Waldman bets on divided government for the foreseeable future:
[W]hat you could have is a party stubbornly alienated from the national electorate, but stubbornly able to keep control of the House of Representatives.
Which would mean that we just go on in this current vein. The GOP’s descent into madness helps Hillary Clinton or Joe Biden or Martin O’Malley become president, and stalemate politics in Congress continues. The image of the Republican party doesn’t recover, convincing most Americans that they’re too irresponsible to be trusted with governing, making it all but impossible for them to win the presidency or take control of the Senate. Yet they keep holding the House indefinitely, or at a minimum until a post-2020 redistricting reduces their stranglehold on the House.

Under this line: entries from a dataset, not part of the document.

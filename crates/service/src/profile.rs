use std::time::{Duration, Instant};

use async_trait::async_trait;
use serde::Deserialize;

use crate::ttl_cache::TtlCache;

pub const TRACKING_ID_HEADER: &str = "X-DBCTrackingId";

#[derive(Debug, Clone, PartialEq, Eq, thiserror::Error)]
pub enum ProfileError {
    #[error("profile service request timed out")]
    Timeout,
    #[error("profile service HTTP error: {0}")]
    Http(String),
    #[error("profile service returned status {0}")]
    BadStatus(u16),
    #[error("profile service error: {0}")]
    Service(String),
    #[error("profile service returned invalid JSON response")]
    InvalidResponse,
}

impl From<reqwest::Error> for ProfileError {
    fn from(value: reqwest::Error) -> Self {
        if value.is_timeout() {
            ProfileError::Timeout
        } else {
            ProfileError::Http(value.to_string())
        }
    }
}

/// Resolves the filter expression restricting what a profile may see.
#[async_trait]
pub trait FilterResolver: Send + Sync {
    async fn filter_query_for(
        &self,
        agency_id: &str,
        profile: &str,
        tracking_id: &str,
    ) -> Result<String, ProfileError>;
}

#[derive(Debug, Clone)]
pub struct ProfileServiceConfig {
    pub base_url: String,
    pub timeout: Duration,
    pub user_agent: String,
    pub cache_ttl: Duration,
    pub error_ttl: Duration,
    pub cache_max_entries: usize,
}

#[derive(Debug, Clone, PartialEq, Eq, Hash)]
struct ProfileCacheKey {
    agency_id: String,
    profile: String,
}

#[derive(Deserialize)]
#[serde(rename_all = "camelCase")]
struct ProfileServiceResponse {
    #[serde(default)]
    filter_query: Option<String>,
    #[serde(default)]
    error: Option<serde_json::Value>,
}

/// Profile service client memoizing both answers and failures per
/// (agency, profile). The tracking id is forwarded but is not part of the
/// key.
#[derive(Clone)]
pub struct ProfileServiceCache {
    base_url: String,
    http: reqwest::Client,
    cache: TtlCache<ProfileCacheKey, Result<String, ProfileError>>,
    cache_ttl: Duration,
    error_ttl: Duration,
}

impl ProfileServiceCache {
    pub fn new(config: ProfileServiceConfig) -> Result<Self, ProfileError> {
        let http = reqwest::Client::builder()
            .timeout(config.timeout)
            .user_agent(config.user_agent)
            .build()?;

        Ok(Self {
            base_url: config.base_url,
            http,
            cache: TtlCache::new(config.cache_max_entries),
            cache_ttl: config.cache_ttl,
            error_ttl: config.error_ttl,
        })
    }

    fn search_url(&self, agency_id: &str, profile: &str) -> String {
        format!(
            "{}/profileservice/search/{}/{}",
            self.base_url.trim_end_matches('/'),
            agency_id,
            profile
        )
    }

    async fn fetch(
        &self,
        agency_id: &str,
        profile: &str,
        tracking_id: &str,
    ) -> Result<String, ProfileError> {
        let resp = self
            .http
            .get(self.search_url(agency_id, profile))
            .header(TRACKING_ID_HEADER, tracking_id)
            .header(reqwest::header::ACCEPT, "application/json")
            .send()
            .await?;

        if !resp.status().is_success() {
            return Err(ProfileError::BadStatus(resp.status().as_u16()));
        }

        let decoded = resp.json::<ProfileServiceResponse>().await.map_err(|err| {
            tracing::warn!(
                agency_id,
                profile,
                error = %err,
                "error occurred when fetching filter query"
            );
            ProfileError::InvalidResponse
        })?;

        if let Some(error) = decoded.error {
            let message = match error {
                serde_json::Value::String(s) => s,
                other => other.to_string(),
            };
            tracing::warn!(agency_id, profile, error = %message, "profile service returned an error");
            return Err(ProfileError::Service(message));
        }

        decoded.filter_query.ok_or(ProfileError::InvalidResponse)
    }
}

#[async_trait]
impl FilterResolver for ProfileServiceCache {
    async fn filter_query_for(
        &self,
        agency_id: &str,
        profile: &str,
        tracking_id: &str,
    ) -> Result<String, ProfileError> {
        let key = ProfileCacheKey {
            agency_id: agency_id.to_string(),
            profile: profile.to_string(),
        };

        if let Some(cached) = self.cache.get(&key).await {
            return cached;
        }

        tracing::debug!(agency_id, profile, "filter query lookup");
        let started = Instant::now();
        let outcome = self.fetch(agency_id, profile, tracking_id).await;
        crate::metrics::observe_backend_call(
            "profile_service",
            if outcome.is_ok() { "success" } else { "error" },
            started.elapsed(),
        );

        let ttl = if outcome.is_ok() {
            self.cache_ttl
        } else {
            self.error_ttl
        };
        self.cache.put(key, outcome.clone(), ttl).await;
        let entries = self.cache.len().await;
        tracing::debug!(entries, "cached filter lookup");

        outcome
    }
}

#[cfg(test)]
mod tests {
    use super::*;
    use std::net::SocketAddr;
    use std::sync::Arc;
    use std::sync::atomic::{AtomicUsize, Ordering};

    use axum::extract::{Path, State};
    use axum::http::HeaderMap;
    use axum::routing::get;
    use axum::{Json, Router};
    use tokio::net::TcpListener;
    use tokio::sync::oneshot;

    async fn search(
        State(counter): State<Arc<AtomicUsize>>,
        Path((agency_id, profile)): Path<(String, String)>,
        headers: HeaderMap,
    ) -> Json<serde_json::Value> {
        counter.fetch_add(1, Ordering::SeqCst);
        let tracked = headers.get("x-dbctrackingid").is_some();
        match (agency_id.as_str(), profile.as_str(), tracked) {
            (_, _, false) => Json(serde_json::json!({ "error": "missing_tracking" })),
            ("123456", "that", true) => Json(serde_json::json!({
                "filterQuery": "collection:(777777-foo OR 654321-bar)",
                "trackingId": "ignored"
            })),
            _ => Json(serde_json::json!({ "error": "profile_not_found" })),
        }
    }

    async fn spawn_profile_service(
        counter: Arc<AtomicUsize>,
    ) -> (SocketAddr, oneshot::Sender<()>, tokio::task::JoinHandle<()>) {
        let app = Router::new()
            .route(
                "/api/profileservice/search/{agency_id}/{profile}",
                get(search),
            )
            .with_state(counter);

        let listener = TcpListener::bind("127.0.0.1:0")
            .await
            .expect("bind should succeed");
        let addr = listener.local_addr().expect("local_addr should succeed");

        let (shutdown_tx, shutdown_rx) = oneshot::channel::<()>();
        let handle = tokio::spawn(async move {
            let _ = axum::serve(listener, app)
                .with_graceful_shutdown(async {
                    let _ = shutdown_rx.await;
                })
                .await;
        });

        (addr, shutdown_tx, handle)
    }

    fn cache_for(addr: SocketAddr) -> ProfileServiceCache {
        cache_with_ttls(addr, Duration::from_secs(60), Duration::from_secs(60))
    }

    fn cache_with_ttls(
        addr: SocketAddr,
        cache_ttl: Duration,
        error_ttl: Duration,
    ) -> ProfileServiceCache {
        ProfileServiceCache::new(ProfileServiceConfig {
            base_url: format!("http://{}/api/", addr),
            timeout: Duration::from_secs(2),
            user_agent: "ScanService/test".to_string(),
            cache_ttl,
            error_ttl,
            cache_max_entries: 16,
        })
        .expect("profile cache should build")
    }

    #[tokio::test]
    async fn successful_lookup_is_cached_across_tracking_ids() {
        let counter = Arc::new(AtomicUsize::new(0));
        let (addr, shutdown, task) = spawn_profile_service(counter.clone()).await;
        let cache = cache_for(addr);

        let first = cache.filter_query_for("123456", "that", "t1").await;
        let second = cache.filter_query_for("123456", "that", "t2").await;

        shutdown.send(()).ok();
        let _ = task.await;

        let expected = Ok("collection:(777777-foo OR 654321-bar)".to_string());
        assert_eq!(first, expected);
        assert_eq!(second, expected);
        assert_eq!(counter.load(Ordering::SeqCst), 1);
    }

    #[tokio::test]
    async fn failed_lookup_is_cached_too() {
        let counter = Arc::new(AtomicUsize::new(0));
        let (addr, shutdown, task) = spawn_profile_service(counter.clone()).await;
        let cache = cache_for(addr);

        let first = cache.filter_query_for("000001", "nope", "t1").await;
        let second = cache.filter_query_for("000001", "nope", "t1").await;

        shutdown.send(()).ok();
        let _ = task.await;

        assert_eq!(
            first,
            Err(ProfileError::Service("profile_not_found".to_string()))
        );
        assert_eq!(second, first);
        assert_eq!(counter.load(Ordering::SeqCst), 1);
    }

    #[tokio::test]
    async fn failures_expire_on_their_own_ttl() {
        let counter = Arc::new(AtomicUsize::new(0));
        let (addr, shutdown, task) = spawn_profile_service(counter.clone()).await;
        let cache = cache_with_ttls(addr, Duration::from_secs(60), Duration::from_millis(20));

        assert!(cache.filter_query_for("000001", "nope", "t").await.is_err());
        assert!(cache.filter_query_for("123456", "that", "t").await.is_ok());
        assert_eq!(counter.load(Ordering::SeqCst), 2);

        tokio::time::sleep(Duration::from_millis(60)).await;

        assert!(cache.filter_query_for("000001", "nope", "t").await.is_err());
        assert!(cache.filter_query_for("123456", "that", "t").await.is_ok());

        shutdown.send(()).ok();
        let _ = task.await;

        assert_eq!(counter.load(Ordering::SeqCst), 3);
    }

    #[tokio::test]
    async fn unreachable_service_is_an_http_error() {
        let listener = TcpListener::bind("127.0.0.1:0")
            .await
            .expect("bind should succeed");
        let addr = listener.local_addr().expect("local_addr should succeed");
        drop(listener);

        let cache = cache_for(addr);
        let result = cache.filter_query_for("123456", "that", "t").await;
        assert!(matches!(result, Err(ProfileError::Http(_))));
    }
}
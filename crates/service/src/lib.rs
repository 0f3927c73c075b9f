pub mod config;
pub mod http;
pub mod in_flight;
pub mod index;
pub mod metrics;
pub mod pool;
pub mod profile;
pub mod scan;
pub mod scan_logic;
pub mod solr;
pub mod ttl_cache;
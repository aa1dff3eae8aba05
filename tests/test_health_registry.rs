//! Circuit breaker lifecycle through the public registry API

use std::sync::Arc;
use std::time::Duration;

use relay::{CircuitState, HealthRegistry, HealthSettings, ProviderAdapter};
use relay_llm::ScriptedAdapter;

fn registry() -> HealthRegistry {
    HealthRegistry::new(HealthSettings {
        cooldown: Duration::from_secs(15),
        failure_threshold: 3,
        latency_window: 100,
    })
}

fn fail(registry: &HealthRegistry, id: &str) -> CircuitState {
    let permit = registry.before_call(id).unwrap();
    registry.after_call(permit, Duration::from_millis(50), false, false)
}

fn succeed(registry: &HealthRegistry, id: &str, latency: Duration) -> CircuitState {
    let permit = registry.before_call(id).unwrap();
    registry.after_call(permit, latency, true, true)
}

#[tokio::test(start_paused = true)]
async fn test_circuit_opens_after_more_than_threshold_failures() {
    let registry = registry();
    for _ in 0..3 {
        assert_eq!(fail(&registry, "p"), CircuitState::Closed);
    }
    assert_eq!(fail(&registry, "p"), CircuitState::Open);

    let rejection = registry.before_call("p").unwrap_err();
    assert_eq!(rejection.provider, "p");
    assert_eq!(rejection.state, CircuitState::Open);
    assert!(!registry.is_admissible("p"));
}

#[tokio::test(start_paused = true)]
async fn test_cooldown_admits_one_probe_and_success_closes() {
    let registry = registry();
    for _ in 0..4 {
        fail(&registry, "p");
    }

    tokio::time::advance(Duration::from_secs(14)).await;
    assert!(registry.before_call("p").is_err());

    tokio::time::advance(Duration::from_secs(1)).await;
    assert!(registry.is_admissible("p"));
    let probe = registry.before_call("p").unwrap();
    assert!(probe.is_probe());
    assert_eq!(probe.state_before(), CircuitState::Open);
    assert_eq!(registry.state("p"), CircuitState::HalfOpen);

    // Only one probe at a time
    let second = registry.before_call("p").unwrap_err();
    assert_eq!(second.state, CircuitState::HalfOpen);

    let state = registry.after_call(probe, Duration::from_millis(80), true, true);
    assert_eq!(state, CircuitState::Closed);
    let snapshot = registry.snapshot("p");
    assert_eq!(snapshot.open_for_ms, None);
    assert_eq!(snapshot.window_failures, 0);
}

#[tokio::test(start_paused = true)]
async fn test_failed_probe_reopens_immediately() {
    let registry = registry();
    for _ in 0..4 {
        fail(&registry, "p");
    }
    tokio::time::advance(Duration::from_secs(15)).await;

    assert_eq!(fail(&registry, "p"), CircuitState::Open);
    assert!(registry.before_call("p").is_err());
    assert_eq!(registry.snapshot("p").open_for_ms, Some(0));
}

#[tokio::test(start_paused = true)]
async fn test_dropped_probe_permit_frees_the_slot() {
    let registry = registry();
    for _ in 0..4 {
        fail(&registry, "p");
    }
    tokio::time::advance(Duration::from_secs(15)).await;

    let probe = registry.before_call("p").unwrap();
    drop(probe);

    assert_eq!(registry.state("p"), CircuitState::HalfOpen);
    assert!(registry.before_call("p").unwrap().is_probe());
}

#[tokio::test(start_paused = true)]
async fn test_malformed_replies_do_not_open_the_circuit() {
    let registry = registry();
    for _ in 0..10 {
        let permit = registry.before_call("p").unwrap();
        let state = registry.after_call(permit, Duration::from_millis(30), true, false);
        assert_eq!(state, CircuitState::Closed);
    }
    let snapshot = registry.snapshot("p");
    assert_eq!(snapshot.ok_count, 10);
    assert_eq!(snapshot.json_ok_count, 0);
}

#[tokio::test(start_paused = true)]
async fn test_best_order_prefers_healthier_and_skips_disabled() {
    let registry = registry();
    let slow: Arc<dyn ProviderAdapter> = Arc::new(ScriptedAdapter::new("slow"));
    let fast: Arc<dyn ProviderAdapter> = Arc::new(ScriptedAdapter::new("fast"));
    let off: Arc<dyn ProviderAdapter> = Arc::new(ScriptedAdapter::new("off").disabled());

    for _ in 0..5 {
        succeed(&registry, "slow", Duration::from_millis(5_000));
        succeed(&registry, "fast", Duration::from_millis(300));
    }

    let order = registry.best_order(&[slow, fast, off]);
    let ids: Vec<&str> = order.iter().map(|p| p.id()).collect();
    assert_eq!(ids, vec!["fast", "slow"]);
}

#[tokio::test(start_paused = true)]
async fn test_fresh_providers_keep_configured_order() {
    let registry = registry();
    let providers: Vec<Arc<dyn ProviderAdapter>> = ["c", "a", "b"]
        .into_iter()
        .map(|id| Arc::new(ScriptedAdapter::new(id)) as Arc<dyn ProviderAdapter>)
        .collect();

    let ids: Vec<String> = registry
        .best_order(&providers)
        .iter()
        .map(|p| p.id().to_string())
        .collect();
    assert_eq!(ids, vec!["c", "a", "b"]);
    assert!((registry.health_score("c") - 0.7).abs() < 1e-9);
}

#[tokio::test(start_paused = true)]
async fn test_reset_forgets_everything() {
    let registry = registry();
    for _ in 0..4 {
        fail(&registry, "p");
    }
    registry.reset();
    assert_eq!(registry.state("p"), CircuitState::Closed);
    assert_eq!(registry.snapshot("p").fail_count, 0);
}

#[tokio::test(start_paused = true)]
async fn test_failures_between_successes_open_the_circuit() {
    let registry = registry();
    for _ in 0..3 {
        fail(&registry, "p");
    }
    succeed(&registry, "p", Duration::from_millis(80));

    assert_eq!(fail(&registry, "p"), CircuitState::Open);
    let snapshot = registry.snapshot("p");
    assert_eq!(snapshot.fail_count, 4);
    assert_eq!(snapshot.ok_count, 1);
    assert_eq!(snapshot.window_failures, 4);
    assert!(registry.before_call("p").is_err());
}
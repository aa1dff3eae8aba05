//! Logging and observability setup
//!
//! Structured logging through `tracing`. Library crates only emit events; the binary
//! installs the subscriber via [`init_tracing`].

use std::io::IsTerminal;
use tracing::{Level, info, span, warn};
use tracing_subscriber::{
    EnvFilter,
    fmt::{self, format::FmtSpan},
    layer::SubscriberExt,
    util::SubscriberInitExt,
};

use crate::types::ErrorKind;

/// Check if colored output should be used.
///
/// Returns true only if stderr is a terminal and `NO_COLOR` is not set.
fn use_color() -> bool {
    std::io::stderr().is_terminal() && std::env::var_os("NO_COLOR").is_none()
}

/// Initialize the tracing subscriber
///
/// `RUST_LOG` wins when set. Otherwise verbose mode logs relay crates at debug level,
/// and the default logs them at info.
///
/// # Errors
///
/// Returns an error if a global subscriber is already installed.
pub fn init_tracing(verbose: bool) -> Result<(), Box<dyn std::error::Error + Send + Sync>> {
    let env_filter = EnvFilter::try_from_default_env()
        .or_else(|_| {
            if verbose {
                EnvFilter::try_new("relay=debug,info")
            } else {
                EnvFilter::try_new("relay=info,warn")
            }
        })
        .unwrap_or_else(|_| EnvFilter::new("info"));

    if verbose {
        tracing_subscriber::registry()
            .with(env_filter)
            .with(
                fmt::layer()
                    .with_writer(std::io::stderr)
                    .with_ansi(use_color())
                    .with_target(true)
                    .with_thread_ids(false)
                    .with_line_number(false)
                    .with_file(false)
                    .with_span_events(FmtSpan::CLOSE)
                    .compact(),
            )
            .try_init()?;
    } else {
        tracing_subscriber::registry()
            .with(env_filter)
            .with(
                fmt::layer()
                    .with_writer(std::io::stderr)
                    .with_ansi(use_color())
                    .with_target(false)
                    .with_thread_ids(false)
                    .with_line_number(false)
                    .with_file(false)
                    .compact(),
            )
            .try_init()?;
    }

    Ok(())
}

/// Span covering one orchestration run
pub fn run_span(task_id: &str) -> tracing::Span {
    span!(Level::INFO, "orchestration_run", task = %task_id)
}

/// Log the start of an orchestration run
pub fn log_run_start(task_id: &str, candidates: usize, budget_ms: u128) {
    info!(
        task = %task_id,
        candidates = candidates,
        budget_ms = %budget_ms,
        "Starting orchestration run"
    );
}

/// Log a successful run
pub fn log_run_complete(task_id: &str, provider: &str, retries: u32, elapsed_ms: u128) {
    info!(
        task = %task_id,
        provider = %provider,
        retries = retries,
        elapsed_ms = %elapsed_ms,
        "Orchestration run succeeded"
    );
}

/// Log a failed run
pub fn log_run_failure(task_id: &str, kind: ErrorKind, elapsed_ms: u128) {
    warn!(
        task = %task_id,
        error_kind = %kind,
        elapsed_ms = %elapsed_ms,
        "Orchestration run failed"
    );
}
use relay_utils::error::ConfigError;

use super::{Config, ProviderKind, TelemetrySinkKind};

impl Config {
    /// Validate configuration values
    pub(crate) fn validate(&self) -> Result<(), ConfigError> {
        if let Some(budget_ms) = self.orchestrator.budget_ms {
            if budget_ms == 0 {
                return Err(ConfigError::InvalidValue {
                    key: "budget_ms".to_string(),
                    value: "must be greater than 0".to_string(),
                });
            }
            if budget_ms > 600_000 {
                return Err(ConfigError::InvalidValue {
                    key: "budget_ms".to_string(),
                    value: "exceeds maximum limit of 600000 ms (10 minutes)".to_string(),
                });
            }
        }

        if let Some(width) = self.orchestrator.hedge_width {
            if width == 0 {
                return Err(ConfigError::InvalidValue {
                    key: "hedge_width".to_string(),
                    value: "must be at least 1".to_string(),
                });
            }
            if width > 8 {
                return Err(ConfigError::InvalidValue {
                    key: "hedge_width".to_string(),
                    value: "exceeds maximum limit of 8".to_string(),
                });
            }
        }

        if let (Some(buffer), Some(budget)) = (
            self.orchestrator.start_buffer_ms,
            self.orchestrator.budget_ms,
        ) && buffer >= budget
        {
            return Err(ConfigError::InvalidValue {
                key: "start_buffer_ms".to_string(),
                value: format!("must be smaller than budget_ms ({budget})"),
            });
        }

        if let Some(cooldown) = self.health.cooldown_secs
            && !(1..=3600).contains(&cooldown)
        {
            return Err(ConfigError::InvalidValue {
                key: "cooldown_secs".to_string(),
                value: "must be between 1 and 3600 seconds".to_string(),
            });
        }

        if let Some(threshold) = self.health.failure_threshold
            && !(1..=100).contains(&threshold)
        {
            return Err(ConfigError::InvalidValue {
                key: "failure_threshold".to_string(),
                value: "must be between 1 and 100".to_string(),
            });
        }

        if let Some(window) = self.health.latency_window
            && !(1..=10_000).contains(&window)
        {
            return Err(ConfigError::InvalidValue {
                key: "latency_window".to_string(),
                value: "must be between 1 and 10000 samples".to_string(),
            });
        }

        if self.telemetry.sink == Some(TelemetrySinkKind::Jsonl) && self.telemetry.path.is_none()
        {
            return Err(ConfigError::MissingRequired(
                "telemetry.path (required when telemetry.sink = \"jsonl\")".to_string(),
            ));
        }

        if let Some(order) = &self.orchestrator.providers {
            for id in order {
                if !self.providers.contains_key(id) {
                    return Err(ConfigError::InvalidValue {
                        key: "orchestrator.providers".to_string(),
                        value: format!("'{id}' has no [providers.{id}] section"),
                    });
                }
            }
        }

        for (id, provider) in &self.providers {
            if id.trim().is_empty() {
                return Err(ConfigError::InvalidValue {
                    key: "providers".to_string(),
                    value: "provider id must not be empty".to_string(),
                });
            }

            if provider.provider_kind().is_none() {
                return Err(ConfigError::InvalidValue {
                    key: format!("providers.{id}.kind"),
                    value: format!(
                        "'{}' is not supported. Supported kinds: {}",
                        provider.kind,
                        ProviderKind::SUPPORTED.join(", ")
                    ),
                });
            }

            if let Some(timeout) = provider.timeout_secs {
                if timeout == 0 {
                    return Err(ConfigError::InvalidValue {
                        key: format!("providers.{id}.timeout_secs"),
                        value: "must be greater than 0".to_string(),
                    });
                }
                if timeout > 600 {
                    return Err(ConfigError::InvalidValue {
                        key: format!("providers.{id}.timeout_secs"),
                        value: "exceeds maximum limit of 600 seconds".to_string(),
                    });
                }
            }

            if let Some(temperature) = provider.temperature
                && !(0.0..=2.0).contains(&temperature)
            {
                return Err(ConfigError::InvalidValue {
                    key: format!("providers.{id}.temperature"),
                    value: "must be between 0.0 and 2.0".to_string(),
                });
            }

            if let Some(base_url) = &provider.base_url
                && !(base_url.starts_with("https://") || base_url.starts_with("http://"))
            {
                return Err(ConfigError::InvalidValue {
                    key: format!("providers.{id}.base_url"),
                    value: format!("'{base_url}' must start with http:// or https://"),
                });
            }

            if provider.model.as_deref().is_some_and(str::is_empty) {
                return Err(ConfigError::InvalidValue {
                    key: format!("providers.{id}.model"),
                    value: "must not be empty".to_string(),
                });
            }
        }

        Ok(())
    }
}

Barro sees Christie as the GOP’s only hope. He points out that, in New Jersey re-election polls, Christie is “drawing about a third of the black vote, an unheard of level for a Republican candidate”:
Republicans are worried about how to appeal to voters in a country that is decreasingly white. Christie has shown how much credibility Republicans can gain with black voters simply by showing respect to the president, even while disagreeing with him on a broad swath of policy issues. This shouldn’t be hard, but for most Republican politicians, it is. Much of the party’s energy today is based on animus toward the man who happens to be the first black president. Christie is one of the few Republican politicians who understands how damaging that has been to the party’s brand.